**DESCRIPTION OF THE TASK:**
All records are to be printed again exactly as they appear.

**EXTRACTED ENTRIES:**
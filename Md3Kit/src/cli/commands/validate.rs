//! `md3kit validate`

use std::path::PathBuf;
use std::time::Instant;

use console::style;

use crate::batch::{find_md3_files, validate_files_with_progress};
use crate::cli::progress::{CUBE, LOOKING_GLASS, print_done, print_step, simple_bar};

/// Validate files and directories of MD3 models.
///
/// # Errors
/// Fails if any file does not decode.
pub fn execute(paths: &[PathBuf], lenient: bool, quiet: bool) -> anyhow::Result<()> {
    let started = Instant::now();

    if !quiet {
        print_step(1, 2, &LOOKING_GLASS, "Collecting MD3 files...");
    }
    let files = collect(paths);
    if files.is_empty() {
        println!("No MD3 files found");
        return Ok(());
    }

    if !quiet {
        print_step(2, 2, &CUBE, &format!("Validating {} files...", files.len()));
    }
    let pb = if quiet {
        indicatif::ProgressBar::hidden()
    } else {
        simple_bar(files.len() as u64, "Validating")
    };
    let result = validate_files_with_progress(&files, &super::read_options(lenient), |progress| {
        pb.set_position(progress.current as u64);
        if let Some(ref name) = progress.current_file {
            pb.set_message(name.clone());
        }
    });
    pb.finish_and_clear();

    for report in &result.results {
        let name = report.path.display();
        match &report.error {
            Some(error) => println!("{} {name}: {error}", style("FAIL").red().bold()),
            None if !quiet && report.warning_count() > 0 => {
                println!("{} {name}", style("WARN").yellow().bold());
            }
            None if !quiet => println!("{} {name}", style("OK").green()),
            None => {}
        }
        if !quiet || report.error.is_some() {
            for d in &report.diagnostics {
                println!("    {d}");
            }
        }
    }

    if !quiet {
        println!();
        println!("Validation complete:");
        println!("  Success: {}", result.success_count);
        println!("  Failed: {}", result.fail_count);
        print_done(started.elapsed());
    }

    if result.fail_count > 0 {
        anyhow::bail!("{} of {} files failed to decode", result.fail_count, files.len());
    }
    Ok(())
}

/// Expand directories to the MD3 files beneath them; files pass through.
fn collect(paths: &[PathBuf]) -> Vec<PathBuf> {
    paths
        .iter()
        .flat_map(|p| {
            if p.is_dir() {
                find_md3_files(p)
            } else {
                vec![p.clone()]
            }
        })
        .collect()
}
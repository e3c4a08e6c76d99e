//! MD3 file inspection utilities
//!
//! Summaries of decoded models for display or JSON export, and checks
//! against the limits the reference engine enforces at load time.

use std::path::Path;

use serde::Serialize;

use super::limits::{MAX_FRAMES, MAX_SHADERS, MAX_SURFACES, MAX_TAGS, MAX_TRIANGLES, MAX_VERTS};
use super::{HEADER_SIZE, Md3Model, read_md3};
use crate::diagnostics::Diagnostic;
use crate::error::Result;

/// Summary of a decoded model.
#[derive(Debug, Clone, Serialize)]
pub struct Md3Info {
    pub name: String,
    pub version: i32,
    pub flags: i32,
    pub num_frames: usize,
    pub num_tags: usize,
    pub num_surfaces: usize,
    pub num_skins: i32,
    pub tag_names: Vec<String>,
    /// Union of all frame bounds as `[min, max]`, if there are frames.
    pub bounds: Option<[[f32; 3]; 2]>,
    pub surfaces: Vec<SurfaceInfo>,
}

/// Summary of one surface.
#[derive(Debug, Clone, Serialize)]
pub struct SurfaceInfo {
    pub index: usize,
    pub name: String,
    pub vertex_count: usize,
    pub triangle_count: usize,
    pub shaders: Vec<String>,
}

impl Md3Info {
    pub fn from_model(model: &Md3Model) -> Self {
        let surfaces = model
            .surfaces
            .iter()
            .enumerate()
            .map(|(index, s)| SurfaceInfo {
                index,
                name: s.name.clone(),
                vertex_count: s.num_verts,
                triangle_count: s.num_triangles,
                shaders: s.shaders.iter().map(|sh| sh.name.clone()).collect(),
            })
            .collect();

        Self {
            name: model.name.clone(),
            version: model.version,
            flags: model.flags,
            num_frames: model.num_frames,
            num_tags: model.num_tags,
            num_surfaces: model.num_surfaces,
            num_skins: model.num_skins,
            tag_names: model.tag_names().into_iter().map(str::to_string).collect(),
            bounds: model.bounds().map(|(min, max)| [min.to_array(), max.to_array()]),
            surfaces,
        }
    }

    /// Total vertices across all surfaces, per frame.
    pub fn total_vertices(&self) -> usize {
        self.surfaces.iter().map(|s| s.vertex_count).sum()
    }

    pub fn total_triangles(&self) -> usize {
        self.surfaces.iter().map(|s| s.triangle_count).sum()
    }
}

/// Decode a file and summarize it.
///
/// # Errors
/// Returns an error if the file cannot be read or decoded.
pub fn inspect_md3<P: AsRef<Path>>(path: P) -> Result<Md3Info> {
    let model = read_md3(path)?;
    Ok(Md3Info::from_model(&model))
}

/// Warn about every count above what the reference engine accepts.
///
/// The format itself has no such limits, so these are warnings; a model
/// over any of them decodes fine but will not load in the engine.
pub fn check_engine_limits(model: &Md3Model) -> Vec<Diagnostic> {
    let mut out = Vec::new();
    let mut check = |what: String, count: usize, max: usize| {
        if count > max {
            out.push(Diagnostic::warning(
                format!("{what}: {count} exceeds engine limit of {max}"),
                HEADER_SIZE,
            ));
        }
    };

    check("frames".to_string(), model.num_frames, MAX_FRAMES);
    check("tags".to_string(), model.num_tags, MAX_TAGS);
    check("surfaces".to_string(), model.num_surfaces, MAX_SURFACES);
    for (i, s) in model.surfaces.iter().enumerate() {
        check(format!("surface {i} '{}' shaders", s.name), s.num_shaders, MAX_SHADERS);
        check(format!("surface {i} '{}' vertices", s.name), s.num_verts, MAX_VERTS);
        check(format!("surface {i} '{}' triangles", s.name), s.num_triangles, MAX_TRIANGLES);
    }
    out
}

**WRITTEN RESPONSE:**
filename Md3Kit/src/cli/commands/validate.rs
//! `md3kit validate`

use std::path::PathBuf;
use std::time::Instant;

use console::style;

use crate::batch::{find_md3_files, validate_files_with_progress};
use crate::cli::progress::{CUBE, LOOKING_GLASS, print_done, print_step, simple_bar};

/// Validate files and directories of MD3 models.
///
/// # Errors
/// Fails if any file does not decode.
pub fn execute(paths: &[PathBuf], lenient: bool, quiet: bool) -> anyhow::Result<()> {
    let started = Instant::now();

    if !quiet {
        print_step(1, 2, &LOOKING_GLASS, "Collecting MD3 files...");
    }
    let files = collect(paths);
    if files.is_empty() {
        println!("No MD3 files found");
        return Ok(());
    }

    if !quiet {
        print_step(2, 2, &CUBE, &format!("Validating {} files...", files.len()));
    }
    let pb = if quiet {
        indicatif::ProgressBar::hidden()
    } else {
        simple_bar(files.len() as u64, "Validating")
    };
    let result = validate_files_with_progress(&files, &super::read_options(lenient), |progress| {
        pb.set_position(progress.current as u64);
        if let Some(ref name) = progress.current_file {
            pb.set_message(name.clone());
        }
    });
    pb.finish_and_clear();

    for report in &result.results {
        let name = report.path.display();
        match &report.error {
            Some(error) => println!("{} {name}: {error}", style("FAIL").red().bold()),
            None if !quiet && report.warning_count() > 0 => {
                println!("{} {name}", style("WARN").yellow().bold());
            }
            None if !quiet => println!("{} {name}", style("OK").green()),
            None => {}
        }
        if !quiet || report.error.is_some() {
            for d in &report.diagnostics {
                println!("    {d}");
            }
        }
    }

    if !quiet {
        println!();
        println!("Validation complete:");
        println!("  Success: {}", result.success_count);
        println!("  Failed: {}", result.fail_count);
        print_done(started.elapsed());
    }

    if result.fail_count > 0 {
        anyhow::bail!("{} of {} files failed to decode", result.fail_count, files.len());
    }
    Ok(())
}

/// Expand directories to the MD3 files beneath them; files pass through.
fn collect(paths: &[PathBuf]) -> Vec<PathBuf> {
    paths
        .iter()
        .flat_map(|p| {
            if p.is_dir() {
                find_md3_files(p)
            } else {
                vec![p.clone()]
            }
        })
        .collect()
}
repository e3c4a08e6c76d99e
//! MD3 file inspection utilities
//!
//! Summaries of decoded models for display or JSON export, and checks
//! against the limits the reference engine enforces at load time.

use std::path::Path;

use serde::Serialize;

use super::limits::{MAX_FRAMES, MAX_SHADERS, MAX_SURFACES, MAX_TAGS, MAX_TRIANGLES, MAX_VERTS};
use super::{HEADER_SIZE, Md3Model, read_md3};
use crate::diagnostics::Diagnostic;
use crate::error::Result;

/// Summary of a decoded model.
#[derive(Debug, Clone, Serialize)]
pub struct Md3Info {
    pub name: String,
    pub version: i32,
    pub flags: i32,
    pub num_frames: usize,
    pub num_tags: usize,
    pub num_surfaces: usize,
    pub num_skins: i32,
    pub tag_names: Vec<String>,
    /// Union of all frame bounds as `[min, max]`, if there are frames.
    pub bounds: Option<[[f32; 3]; 2]>,
    pub surfaces: Vec<SurfaceInfo>,
}

/// Summary of one surface.
#[derive(Debug, Clone, Serialize)]
pub struct SurfaceInfo {
    pub index: usize,
    pub name: String,
    pub vertex_count: usize,
    pub triangle_count: usize,
    pub shaders: Vec<String>,
}

impl Md3Info {
    pub fn from_model(model: &Md3Model) -> Self {
        let surfaces = model
            .surfaces
            .iter()
            .enumerate()
            .map(|(index, s)| SurfaceInfo {
                index,
                name: s.name.clone(),
                vertex_count: s.num_verts,
                triangle_count: s.num_triangles,
                shaders: s.shaders.iter().map(|sh| sh.name.clone()).collect(),
            })
            .collect();

        Self {
            name: model.name.clone(),
            version: model.version,
            flags: model.flags,
            num_frames: model.num_frames,
            num_tags: model.num_tags,
            num_surfaces: model.num_surfaces,
            num_skins: model.num_skins,
            tag_names: model.tag_names().into_iter().map(str::to_string).collect(),
            bounds: model.bounds().map(|(min, max)| [min.to_array(), max.to_array()]),
            surfaces,
        }
    }

    /// Total vertices across all surfaces, per frame.
    pub fn total_vertices(&self) -> usize {
        self.surfaces.iter().map(|s| s.vertex_count).sum()
    }

    pub fn total_triangles(&self) -> usize {
        self.surfaces.iter().map(|s| s.triangle_count).sum()
    }
}

/// Decode a file and summarize it.
///
/// # Errors
/// Returns an error if the file cannot be read or decoded.
pub fn inspect_md3<P: AsRef<Path>>(path: P) -> Result<Md3Info> {
    let model = read_md3(path)?;
    Ok(Md3Info::from_model(&model))
}

/// Warn about every count above what the reference engine accepts.
///
/// The format itself has no such limits, so these are warnings; a model
/// over any of them decodes fine but will not load in the engine.
pub fn check_engine_limits(model: &Md3Model) -> Vec<Diagnostic> {
    let mut out = Vec::new();
    let mut check = |what: String, count: usize, max: usize| {
        if count > max {
            out.push(Diagnostic::warning(
                format!("{what}: {count} exceeds engine limit of {max}"),
                HEADER_SIZE,
            ));
        }
    };

    check("frames".to_string(), model.num_frames, MAX_FRAMES);
    check("tags".to_string(), model.num_tags, MAX_TAGS);
    check("surfaces".to_string(), model.num_surfaces, MAX_SURFACES);
    for (i, s) in model.surfaces.iter().enumerate() {
        check(format!("surface {i} '{}' shaders", s.name), s.num_shaders, MAX_SHADERS);
        check(format!("surface {i} '{}' vertices", s.name), s.num_verts, MAX_VERTS);
        check(format!("surface {i} '{}' triangles", s.name), s.num_triangles, MAX_TRIANGLES);
    }
    out
}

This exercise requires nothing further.